Vista do Morro Ipiranga Seus primeiros edifícios, públicos e privados, religiosos ou profanos, de moradia ou de comércio, foram singelos, desprovidos de apuro arquitetônico e sentido de perenidade. Notadamente, bem como o Paço dos Governadores e a Casa da Câmara e Cadeia, foram produto do barro moldado, da taipa de mão e de pilão, do teto de palha, tão distantes da monumental cantaria portuguesa, d´além-mar. A cal, resultante da queima de crustáceos na Ilha de Itaparica, a partir de 1551; o arenito proveniente de Boipeba; o lioz português que servia de lastro nas embarcações e a madeira-de-lei da Mata Atlântica atualmente quase exinta foram conquistando, pouco a pouco, os canteiros de obras que se multiplicavam na construção da metrópole.
Desse primeiro encontro restam, além dos registros históricos, o traçado urbano da cidadela do mestre de cantaria Luís Dias, arquiteto-mor desta soterópolis, com a sua malha viária reticulada e confinada e a Praça do Palácio ou dos Mercadores, onde se implantou o primeiro guindaste condutor de mercadorias entre o porto e a cidade-alta. Iconografias e relatos nos dão conta da precariedade dos edifícios, públicos e privados, só superada após as sucessivas tentativas de invasão da cidade por parte dos holandeses (1599-1649), quando a estabilidade política e a prosperidade econômica permitiram o desenvolvimento de um padrão arquitetônico monumental, português por excelência, com a importação de projetos, mão-de-obra e materiais necessários ao vultoso empreendimento.
A arquitetura militar foi a primeira a se beneficiar da conjuntura político-econômica do século XVII, com a ampliação das fortalezas existentes e a construção de novas, a exemplo do Forte de São Marcelo, no porto da cidade, sobre um banco de areia emergente da maré baixa e dos Fortes de Santa Maria e São Diogo, na defesa do então vulnerável Porto da Barra.
Os Fortes de Santo Antônio da Barra, São Felipe (Monte Serrat) e Santo Alberto completavam o cerco à cidade, sob a mira das baterias e baluartes da sua muralha e do seu porto.
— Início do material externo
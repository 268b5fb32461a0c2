use serde::{Deserialize, Serialize};

use super::issue::IssueId;

/// A comment on an issue.
///
/// System notes are written by the store itself (for example when an issue is
/// relocated) and are never copied to a relocated issue.
#[derive(Debug, Clone, PartialEq, Eq, Serialize, Deserialize)]
pub struct Note {
    pub id: i64,
    pub issue_id: IssueId,
    pub author: String,
    pub body: String,
    pub system: bool,
    pub created_at_us: i64,
}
A arquitetura religiosa ganhou em requinte e monumentalidade na 2ª metade do século XVII. As ordens religiosas aqui instaladas no século XVI foram Jesuítas (1549), Beneditinos (1585), Carmelitas (1586) e Franciscanos (1587). A Santa Casa de Misericórdia e o Clero Secular (Arquidiocese Primaz, 1551), por sua vez, construíram novas sedes ou ampliaram as suas primitivas, adaptando-se à nova configuração conjuntural. O Sr Macário de São João foi o autor de inúmeros projetos, os mais expressivos do seu tempo, Hospital da Santa Casa de Misericórdia, além da Casa de Câmara e Cadeia.
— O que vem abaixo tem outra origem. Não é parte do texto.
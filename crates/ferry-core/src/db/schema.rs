//! Canonical SQLite schema for the ferry issue store.
//!
//! - `containers` holds projects, addressed by `namespace/path`
//! - `members` maps `(container, user)` to a numeric access level
//! - `issues` carries per-container numbering and the `moved_to_id` forward
//!   pointer that turns an issue into a tombstone
//! - `notes` stores user comments and system notes
//! - `store_meta` tracks the schema version alongside `PRAGMA user_version`

/// Migration v1: core tables plus store metadata.
pub const MIGRATION_V1_SQL: &str = r"
CREATE TABLE IF NOT EXISTS containers (
    container_id INTEGER PRIMARY KEY AUTOINCREMENT,
    namespace TEXT NOT NULL CHECK (length(trim(namespace)) > 0),
    path TEXT NOT NULL CHECK (length(trim(path)) > 0),
    name TEXT NOT NULL CHECK (length(trim(name)) > 0),
    visibility TEXT NOT NULL DEFAULT 'private'
        CHECK (visibility IN ('private', 'internal', 'public')),
    created_at_us INTEGER NOT NULL,
    UNIQUE (namespace, path)
);

CREATE TABLE IF NOT EXISTS members (
    container_id INTEGER NOT NULL REFERENCES containers(container_id) ON DELETE CASCADE,
    username TEXT NOT NULL CHECK (length(trim(username)) > 0),
    access_level INTEGER NOT NULL CHECK (access_level IN (10, 20, 30, 40, 50)),
    created_at_us INTEGER NOT NULL,
    PRIMARY KEY (container_id, username)
);

CREATE TABLE IF NOT EXISTS issues (
    issue_id INTEGER PRIMARY KEY AUTOINCREMENT,
    container_id INTEGER NOT NULL REFERENCES containers(container_id),
    number INTEGER NOT NULL CHECK (number > 0),
    author TEXT NOT NULL CHECK (length(trim(author)) > 0),
    title TEXT NOT NULL CHECK (length(trim(title)) > 0),
    description TEXT NOT NULL DEFAULT '',
    state TEXT NOT NULL DEFAULT 'opened' CHECK (state IN ('opened', 'closed')),
    moved_to_id INTEGER REFERENCES issues(issue_id),
    created_at_us INTEGER NOT NULL,
    updated_at_us INTEGER NOT NULL,
    UNIQUE (container_id, number),
    CHECK (moved_to_id IS NULL OR moved_to_id <> issue_id)
);

CREATE TABLE IF NOT EXISTS notes (
    note_id INTEGER PRIMARY KEY AUTOINCREMENT,
    issue_id INTEGER NOT NULL REFERENCES issues(issue_id) ON DELETE CASCADE,
    author TEXT NOT NULL,
    body TEXT NOT NULL,
    is_system INTEGER NOT NULL DEFAULT 0 CHECK (is_system IN (0, 1)),
    created_at_us INTEGER NOT NULL
);

CREATE TABLE IF NOT EXISTS store_meta (
    id INTEGER PRIMARY KEY CHECK (id = 1),
    schema_version INTEGER NOT NULL
);

INSERT OR IGNORE INTO store_meta (id, schema_version) VALUES (1, 1);
";

/// Migration v2: read-path indexes and the tombstone triggers.
///
/// `moved_to_id` is write-once: once non-null it can be neither cleared nor
/// re-pointed, and it may never target an issue that is itself a tombstone.
pub const MIGRATION_V2_SQL: &str = r"
CREATE INDEX IF NOT EXISTS idx_members_user_level
    ON members(username, access_level);

CREATE INDEX IF NOT EXISTS idx_containers_visibility
    ON containers(visibility);

CREATE INDEX IF NOT EXISTS idx_issues_moved_to
    ON issues(moved_to_id);

CREATE INDEX IF NOT EXISTS idx_notes_issue_created
    ON notes(issue_id, created_at_us);

CREATE TRIGGER IF NOT EXISTS issues_moved_to_write_once
BEFORE UPDATE OF moved_to_id ON issues
WHEN old.moved_to_id IS NOT NULL
    AND (new.moved_to_id IS NULL OR new.moved_to_id <> old.moved_to_id)
BEGIN
    SELECT RAISE(ABORT, 'moved_to_id is immutable once set');
END;

CREATE TRIGGER IF NOT EXISTS issues_moved_to_live_target
BEFORE UPDATE OF moved_to_id ON issues
WHEN new.moved_to_id IS NOT NULL
    AND EXISTS (
        SELECT 1 FROM issues
        WHERE issue_id = new.moved_to_id AND moved_to_id IS NOT NULL
    )
BEGIN
    SELECT RAISE(ABORT, 'moved_to_id cannot target a moved issue');
END;

UPDATE store_meta
SET schema_version = 2
WHERE id = 1;
";

/// Indexes expected by the catalog and relocation query paths.
pub const REQUIRED_INDEXES: &[&str] = &[
    "idx_members_user_level",
    "idx_containers_visibility",
    "idx_issues_moved_to",
    "idx_notes_issue_created",
];

/// Triggers that guard the tombstone pointer.
pub const REQUIRED_TRIGGERS: &[&str] = &[
    "issues_moved_to_write_once",
    "issues_moved_to_live_target",
];
//! `ferry move`: relocate an issue into another container.

use anyhow::Result;
use clap::Args;
use ferry_core::{MoveTarget, Relocator};
use ferry_core::error::MoveError;
use serde::Serialize;
use std::path::Path;

use crate::actor;
use crate::cmd::issue::{IssueView, issue_view};
use crate::cmd::{load_project_config, open_project_store, resolve_issue};
use crate::output::{CliError, OutputMode, fail, render};

#[derive(Args, Debug)]
pub struct MoveArgs {
    /// Issue reference (`namespace/path#N`).
    pub issue: String,

    /// Destination container (`namespace/path`). "none" submits the empty
    /// picker selection.
    #[arg(long)]
    pub to: String,
}

impl MoveArgs {
    /// The destination path, or `None` for the empty selection.
    ///
    /// The path is resolved by the relocation itself, so unknown and hidden
    /// containers both surface as an invalid destination.
    fn destination(&self) -> Option<&str> {
        let to = self.to.trim();
        if to.is_empty() || to.eq_ignore_ascii_case("none") {
            None
        } else {
            Some(to)
        }
    }
}

#[derive(Debug, Serialize)]
struct MoveReport {
    ok: bool,
    from: String,
    to: String,
    copied_notes: usize,
    original: IssueView,
    moved: IssueView,
}

pub fn run_move(
    args: &MoveArgs,
    actor_flag: Option<&str>,
    config_actor: Option<&str>,
    output: OutputMode,
    project_root: &Path,
) -> Result<()> {
    let actor = actor::require_actor(actor_flag, config_actor).map_err(|e| {
        fail(
            output,
            &CliError::with_details(&e.message, "Set --actor or FERRY_ACTOR", e.code),
        )
    })?;
    let config = load_project_config(project_root, output)?;
    let mut conn = open_project_store(project_root, output)?;

    let (_, issue) = resolve_issue(&conn, &args.issue, output)?;
    let destination = args.destination().map(MoveTarget::Path);

    let relocator = Relocator::new(config.relocation);
    let relocation = match relocator.relocate_to(&mut conn, &actor, issue.id, destination) {
        Ok(relocation) => relocation,
        Err(err) => {
            if let MoveError::PersistenceFailure(ref source) = err {
                tracing::error!(error = %source, issue = %args.issue, "relocation storage failure");
            }
            return Err(fail(output, &CliError::from(&err)));
        }
    };

    let from = relocation.source.issue_reference(relocation.original.number);
    let to = relocation.destination.issue_reference(relocation.moved.number);
    let report = MoveReport {
        ok: true,
        copied_notes: relocation.copied_notes,
        original: issue_view(&conn, from.clone(), relocation.original)?,
        moved: issue_view(&conn, to.clone(), relocation.moved)?,
        from,
        to,
    };

    render(output, &report, |r, w| {
        writeln!(w, "✓ {} moved to {}", r.from, r.to)?;
        if r.copied_notes > 0 {
            writeln!(w, "  {} note(s) copied", r.copied_notes)?;
        }
        Ok(())
    })
}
A cantaria, local e portuguesa, arrematam as caixas murais, nos seus contornos mais elaborados: portadas, cercaduras, cunhais, beirais, frisos, frontões, bacias, pináculos, soleiras, colunas ou mesmo a ensilharia.
A arquitetura civil de função pública teve os seus melhores exemplos na Casa da Câmara e Cadeia (1660), no Paço dos Governadores (1663), na sede da alfândega (cidade-alta), nos prédios assobradados com amplos salões - onde o mobiliário luso-brasileiro começava a apresentar sinais de uma prosperidade precursora do seu apogeu no século XVIII. Os solares, residências senhoriais, mostravam o seu vigor no panorama urbano, tendo a "loja", no plano térreo, e o pavimento "nobre" superior conectados por imponente saguão e escadaria. São vários os exemplos deste período, com pátio central, azulejos portugueses no seu interior, forros em caixotões, portas almofadadas, janelas com postigo, sacadas com os muxarabies, beirais encornijados (tipo "beira-soleira" ou encachorrados), portadas em cantaria, brasonadas ou dotadas, sobrelojas ou entressolhos, alcovas, chaminés, cocheiras e capelas particulares.
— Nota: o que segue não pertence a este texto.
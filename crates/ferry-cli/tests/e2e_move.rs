//! E2E CLI tests for the move workflow.
//!
//! Each test runs the `ferry` binary as a subprocess in an isolated temp
//! directory: seed containers, members and issues, then inspect the picker
//! and perform moves through the same commands a user would.

use assert_cmd::Command;
use predicates::prelude::*;
use serde_json::Value;
use std::path::Path;
use tempfile::TempDir;

// ---------------------------------------------------------------------------
// Test Harness
// ---------------------------------------------------------------------------

/// Build a Command targeting the ferry binary, rooted in `dir`.
fn ferry(dir: &Path) -> Command {
    let mut cmd = Command::new(assert_cmd::cargo::cargo_bin!("ferry"));
    cmd.current_dir(dir);
    cmd.env("FERRY_LOG", "error");
    cmd.env("XDG_CONFIG_HOME", dir.join(".config"));
    cmd.env_remove("FERRY_ACTOR");
    cmd.env_remove("FERRY_FORMAT");
    cmd
}

fn run_json(dir: &Path, args: &[&str]) -> Value {
    let output = ferry(dir)
        .args(args)
        .arg("--json")
        .output()
        .expect("ferry should not crash");
    assert!(
        output.status.success(),
        "{args:?} failed: {}",
        String::from_utf8_lossy(&output.stderr)
    );
    serde_json::from_slice(&output.stdout).expect("--json should produce valid JSON")
}

/// Project with `acme/old` and `acme/new`; rita is a reporter in both, gus a
/// guest in `acme/old`. `acme/old#1` exists with a short reference.
fn seeded_project() -> TempDir {
    let dir = TempDir::new().expect("create temp dir");
    let root = dir.path();
    ferry(root).arg("init").assert().success();
    for path in ["old", "new"] {
        ferry(root)
            .args(["container", "add", "acme", path])
            .assert()
            .success();
        ferry(root)
            .args(["member", "add", &format!("acme/{path}"), "rita", "reporter"])
            .assert()
            .success();
    }
    ferry(root)
        .args(["member", "add", "acme/old", "gus", "guest"])
        .assert()
        .success();
    ferry(root)
        .args([
            "issue",
            "create",
            "acme/old",
            "--title",
            "Crash on save",
            "--description",
            "Text with !1",
            "--author",
            "alice",
        ])
        .assert()
        .success();
    dir
}

// ---------------------------------------------------------------------------
// Picker
// ---------------------------------------------------------------------------

#[test]
fn reporter_sees_sentinel_then_destination() {
    let dir = seeded_project();
    let report = run_json(
        dir.path(),
        &["--actor", "rita", "destinations", "acme/old#1"],
    );

    assert_eq!(report["offered"], true);
    let destinations = report["destinations"].as_array().expect("array");
    assert_eq!(destinations.len(), 2);
    assert_eq!(destinations[0]["label"], "No project");
    assert_eq!(destinations[0]["value"], "none");
    assert_eq!(destinations[1]["value"], "acme/new");
}

#[test]
fn guest_is_not_offered_the_move() {
    let dir = seeded_project();
    let report = run_json(dir.path(), &["--actor", "gus", "destinations", "acme/old#1"]);
    assert_eq!(report["offered"], false);
    assert!(report["destinations"].as_array().expect("array").is_empty());
}

#[test]
fn destinations_require_an_actor() {
    let dir = seeded_project();
    ferry(dir.path())
        .args(["destinations", "acme/old#1", "--json"])
        .assert()
        .failure()
        .stderr(predicate::str::contains("missing_actor"));
}

// ---------------------------------------------------------------------------
// Moves
// ---------------------------------------------------------------------------

#[test]
fn move_rewrites_content_and_tombstones_original() {
    let dir = seeded_project();
    let report = run_json(
        dir.path(),
        &["--actor", "rita", "move", "acme/old#1", "--to", "acme/new"],
    );

    assert_eq!(report["from"], "acme/old#1");
    assert_eq!(report["to"], "acme/new#1");
    assert_eq!(
        report["moved"]["description"],
        "Text with acme/old!1\n\nMoved from acme/old#1"
    );
    assert_eq!(report["moved"]["author"], "alice");
    assert_eq!(report["original"]["moved_to_reference"], "acme/new#1");
    assert_eq!(report["original"]["state"], "closed");

    let shown = run_json(dir.path(), &["issue", "show", "acme/old#1"]);
    assert_eq!(shown["description"], "Text with !1");
    assert_eq!(shown["moved_to_reference"], "acme/new#1");
    let notes = shown["notes"].as_array().expect("notes");
    assert_eq!(notes.last().expect("system note")["body"], "Moved to acme/new#1");
}

#[test]
fn notes_travel_with_the_issue() {
    let dir = seeded_project();
    ferry(dir.path())
        .args([
            "issue", "note", "acme/old#1", "--body", "dup of #7", "--author", "bob",
        ])
        .assert()
        .success();

    let report = run_json(
        dir.path(),
        &["--actor", "rita", "move", "acme/old#1", "--to", "acme/new"],
    );
    assert_eq!(report["copied_notes"], 1);

    let shown = run_json(dir.path(), &["issue", "show", "acme/new#1"]);
    let bodies: Vec<&str> = shown["notes"]
        .as_array()
        .expect("notes")
        .iter()
        .filter_map(|n| n["body"].as_str())
        .collect();
    assert!(bodies.contains(&"dup of acme/old#7"), "got {bodies:?}");
    assert!(bodies.contains(&"Moved from acme/old#1"), "got {bodies:?}");
}

#[test]
fn second_move_reports_already_moved() {
    let dir = seeded_project();
    ferry(dir.path())
        .args(["--actor", "rita", "move", "acme/old#1", "--to", "acme/new"])
        .assert()
        .success();

    ferry(dir.path())
        .args(["--actor", "rita", "move", "acme/old#1", "--to", "acme/new", "--json"])
        .assert()
        .failure()
        .stderr(predicate::str::contains("E3001"));
}

#[test]
fn guest_move_is_unauthorized() {
    let dir = seeded_project();
    ferry(dir.path())
        .args(["--actor", "gus", "move", "acme/old#1", "--to", "acme/new"])
        .assert()
        .failure()
        .stderr(predicate::str::contains("E3002"))
        .stderr(predicate::str::contains("source"));
}

#[test]
fn sentinel_and_same_container_are_invalid_destinations() {
    let dir = seeded_project();
    for to in ["none", "acme/old"] {
        ferry(dir.path())
            .args(["--actor", "rita", "move", "acme/old#1", "--to", to])
            .assert()
            .failure()
            .stderr(predicate::str::contains("E3003"));
    }

    let shown = run_json(dir.path(), &["issue", "show", "acme/old#1"]);
    assert_eq!(shown["moved_to"], Value::Null);
    assert_eq!(shown["state"], "opened");
}

#[test]
fn unknown_and_hidden_destinations_look_the_same() {
    let dir = seeded_project();
    ferry(dir.path())
        .args(["container", "add", "acme", "secret"])
        .assert()
        .success();

    let mut errors = Vec::new();
    for to in ["acme/ghost", "acme/secret"] {
        let output = ferry(dir.path())
            .args(["--actor", "rita", "move", "acme/old#1", "--to", to, "--json"])
            .output()
            .expect("ferry should not crash");
        assert!(!output.status.success(), "move to {to} should fail");
        let value: Value = serde_json::Deserializer::from_slice(&output.stderr)
            .into_iter()
            .next()
            .expect("error document on stderr")
            .expect("JSON error");
        assert_eq!(value["error"]["error_code"], "E3003", "move to {to}");
        errors.push(
            value["error"]["message"]
                .as_str()
                .expect("message")
                .replace(to, "<path>"),
        );
    }
    assert_eq!(errors[0], errors[1], "a private container must not be revealed");

    let shown = run_json(dir.path(), &["issue", "show", "acme/old#1"]);
    assert_eq!(shown["moved_to"], Value::Null);
}

#[test]
fn guest_minimum_in_config_is_refused() {
    let dir = seeded_project();
    std::fs::write(
        dir.path().join(".ferry").join("config.toml"),
        "[move]\nmin_access = \"guest\"\n",
    )
    .expect("write config");

    ferry(dir.path())
        .args(["--actor", "gus", "move", "acme/old#1", "--to", "acme/new", "--json"])
        .assert()
        .failure()
        .stderr(predicate::str::contains("E1002"));

    let shown = run_json(dir.path(), &["issue", "show", "acme/old#1"]);
    assert_eq!(shown["moved_to"], Value::Null);
}

#[test]
fn project_config_can_credit_the_actor() {
    let dir = seeded_project();
    std::fs::write(
        dir.path().join(".ferry").join("config.toml"),
        "[move]\nauthor = \"actor\"\nclose_original = false\n",
    )
    .expect("write config");

    let report = run_json(
        dir.path(),
        &["--actor", "rita", "move", "acme/old#1", "--to", "acme/new"],
    );
    assert_eq!(report["moved"]["author"], "rita");
    assert_eq!(report["original"]["state"], "opened");
}

// ---------------------------------------------------------------------------
// Errors
// ---------------------------------------------------------------------------

#[test]
fn commands_before_init_fail_with_hint() {
    let dir = TempDir::new().expect("create temp dir");
    ferry(dir.path())
        .args(["container", "list"])
        .assert()
        .failure()
        .stderr(predicate::str::contains("E1001"))
        .stderr(predicate::str::contains("ferry init"));
}

#[test]
fn unknown_issue_is_reported() {
    let dir = seeded_project();
    ferry(dir.path())
        .args(["issue", "show", "acme/old#42"])
        .assert()
        .failure()
        .stderr(predicate::str::contains("E2002"));
}
//! Deck behavior tests.

use std::collections::HashSet;

use pokerdeck::{Card, DECK_SIZE, Deck, DrawError, DrawManyError, Rank, Suit};

fn full_cross_product() -> HashSet<Card> {
    let mut cards = HashSet::new();
    for suit in Suit::ALL {
        for rank in Rank::ALL {
            cards.insert(Card::new(suit, rank));
        }
    }
    cards
}

#[test]
fn fresh_deck_holds_all_52_cards_in_canonical_order() {
    let deck = Deck::with_seed(false, 0);
    assert_eq!(deck.remaining(), DECK_SIZE);
    assert_eq!(deck.len(), DECK_SIZE);
    assert!(!deck.is_empty());

    let unique: HashSet<Card> = deck.iter().copied().collect();
    assert_eq!(unique, full_cross_product());

    // Canonical order: suits ascending, ranks ascending within each suit,
    // so the bottom is 2 of Clubs and the top is the Ace of Spades.
    assert_eq!(deck.cards()[0], Card::new(Suit::Club, Rank::Two));
    assert_eq!(deck.cards()[12], Card::new(Suit::Club, Rank::Ace));
    assert_eq!(deck.cards()[13], Card::new(Suit::Heart, Rank::Two));
    assert_eq!(deck.cards()[51], Card::new(Suit::Spade, Rank::Ace));
}

#[test]
fn draw_removes_the_top_card() {
    let mut deck = Deck::with_seed(false, 0);

    let card = deck.draw().unwrap();
    assert_eq!(card, Card::new(Suit::Spade, Rank::Ace));
    assert_eq!(deck.remaining(), DECK_SIZE - 1);
    assert!(!deck.iter().any(|&c| c == card));
}

#[test]
fn drawing_past_empty_fails() {
    let mut deck = Deck::with_seed(true, 5);
    for _ in 0..DECK_SIZE {
        deck.draw().unwrap();
    }

    assert!(deck.is_empty());
    assert_eq!(deck.draw().unwrap_err(), DrawError::EmptyDeck);
}

#[test]
fn draw_many_matches_sequential_draws() {
    let mut many = Deck::with_seed(true, 7);
    let mut single = Deck::with_seed(true, 7);

    let drawn = many.draw_many(5).unwrap();
    assert_eq!(drawn.len(), 5);
    assert_eq!(many.remaining(), DECK_SIZE - 5);

    for card in &drawn {
        assert_eq!(*card, single.draw().unwrap());
    }

    let unique: HashSet<Card> = drawn.iter().copied().collect();
    assert_eq!(unique.len(), 5);
    for card in &drawn {
        assert!(!many.iter().any(|c| c == card));
    }
}

#[test]
fn draw_many_zero_is_a_no_op() {
    let mut deck = Deck::with_seed(true, 1);
    let before: Vec<Card> = deck.iter().copied().collect();

    assert_eq!(deck.draw_many(0).unwrap(), Vec::new());
    assert_eq!(deck.cards(), before.as_slice());
}

#[test]
fn draw_many_overflow_reports_counts_and_leaves_deck_unchanged() {
    let mut deck = Deck::with_seed(false, 0);
    let before: Vec<Card> = deck.iter().copied().collect();

    assert_eq!(
        deck.draw_many(53).unwrap_err(),
        DrawManyError::InsufficientCards {
            requested: 53,
            remaining: 52,
        }
    );
    assert_eq!(deck.cards(), before.as_slice());

    deck.draw_many(50).unwrap();
    let err = deck.draw_many(5).unwrap_err();
    assert_eq!(
        err,
        DrawManyError::InsufficientCards {
            requested: 5,
            remaining: 2,
        }
    );
    assert!(err.to_string().contains('5'));
    assert!(err.to_string().contains('2'));
    assert_eq!(deck.remaining(), 2);
}

#[test]
fn peek_matches_draw_many_without_mutating() {
    let mut deck = Deck::with_seed(true, 11);

    let peeked = deck.peek(3).unwrap();
    assert_eq!(deck.remaining(), DECK_SIZE);

    let drawn = deck.draw_many(3).unwrap();
    assert_eq!(peeked, drawn);
    assert_eq!(deck.remaining(), DECK_SIZE - 3);
}

#[test]
fn peek_overflow_fails_like_draw_many() {
    let deck = Deck::with_seed(false, 0);
    assert_eq!(
        deck.peek(53).unwrap_err(),
        DrawManyError::InsufficientCards {
            requested: 53,
            remaining: 52,
        }
    );
    assert_eq!(deck.peek(0).unwrap(), Vec::new());
    assert_eq!(deck.remaining(), DECK_SIZE);
}

#[test]
fn shuffle_preserves_the_card_multiset() {
    let mut deck = Deck::with_seed(false, 3);
    let before: HashSet<Card> = deck.iter().copied().collect();

    deck.shuffle();

    let after: HashSet<Card> = deck.iter().copied().collect();
    assert_eq!(deck.remaining(), DECK_SIZE);
    assert_eq!(before, after);
}

#[test]
fn shuffle_of_partial_deck_keeps_remaining_cards() {
    let mut deck = Deck::with_seed(true, 13);
    deck.draw_many(10).unwrap();
    let before: HashSet<Card> = deck.iter().copied().collect();

    deck.shuffle();

    let after: HashSet<Card> = deck.iter().copied().collect();
    assert_eq!(deck.remaining(), DECK_SIZE - 10);
    assert_eq!(before, after);
}

#[test]
fn same_seed_shuffles_identically() {
    let a = Deck::with_seed(true, 42);
    let b = Deck::with_seed(true, 42);
    assert_eq!(a.cards(), b.cards());
}

#[test]
fn fresh_shuffled_decks_produce_distinct_orderings() {
    let orderings: HashSet<Vec<Card>> = (0..10)
        .map(|_| Deck::new(true).iter().copied().collect())
        .collect();
    assert!(orderings.len() > 1);
}

#[test]
fn reset_restores_full_coverage_after_draining() {
    let mut deck = Deck::with_seed(true, 9);
    deck.draw_many(20).unwrap();
    assert_eq!(deck.remaining(), DECK_SIZE - 20);

    deck.reset(false);

    assert_eq!(deck.remaining(), DECK_SIZE);
    let unique: HashSet<Card> = deck.iter().copied().collect();
    assert_eq!(unique, full_cross_product());
    // Unshuffled reset returns to canonical order.
    assert_eq!(deck.cards()[51], Card::new(Suit::Spade, Rank::Ace));
}

#[test]
fn reset_with_shuffle_refills_to_52() {
    let mut deck = Deck::with_seed(false, 2);
    while deck.draw().is_ok() {}

    deck.reset(true);

    assert_eq!(deck.remaining(), DECK_SIZE);
    let unique: HashSet<Card> = deck.iter().copied().collect();
    assert_eq!(unique.len(), DECK_SIZE);
}

#[test]
fn iteration_reflects_current_state() {
    let mut deck = Deck::with_seed(true, 4);
    assert_eq!(deck.iter().count(), DECK_SIZE);
    assert_eq!((&deck).into_iter().count(), DECK_SIZE);

    deck.draw_many(2).unwrap();
    assert_eq!(deck.iter().count(), DECK_SIZE - 2);

    let snapshot: Vec<Card> = deck.iter().copied().collect();
    assert_eq!(snapshot.as_slice(), deck.cards());
}

#[test]
fn default_deck_is_full() {
    let deck = Deck::default();
    assert_eq!(deck.remaining(), DECK_SIZE);
}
Dentre eles, destacam-se o Solar Brequó, a Casa das Sete Mortes, o Solar do Ferrão, o Solar São Damaso, o Paço do Saldanha, a casa natal de Gregório de Mattos, além de dois sobrados na esquina do Cruzeiro de São Francisco.
Este período configurou uma imagem urbana com exponência monumental, entremeada pela singeleza de uma arquitetura vernacular, distribuída em lotes urbanos estreitos, ao longo de becos e ladeiras
O século XVIII foi o século do ouro, do apogeu econômico, do barroco e do rococó do Vice-Reinado (1714), da expulsão dos Jesuítas (1759) e da mudança da capital para o Rio de Janeiro (1763).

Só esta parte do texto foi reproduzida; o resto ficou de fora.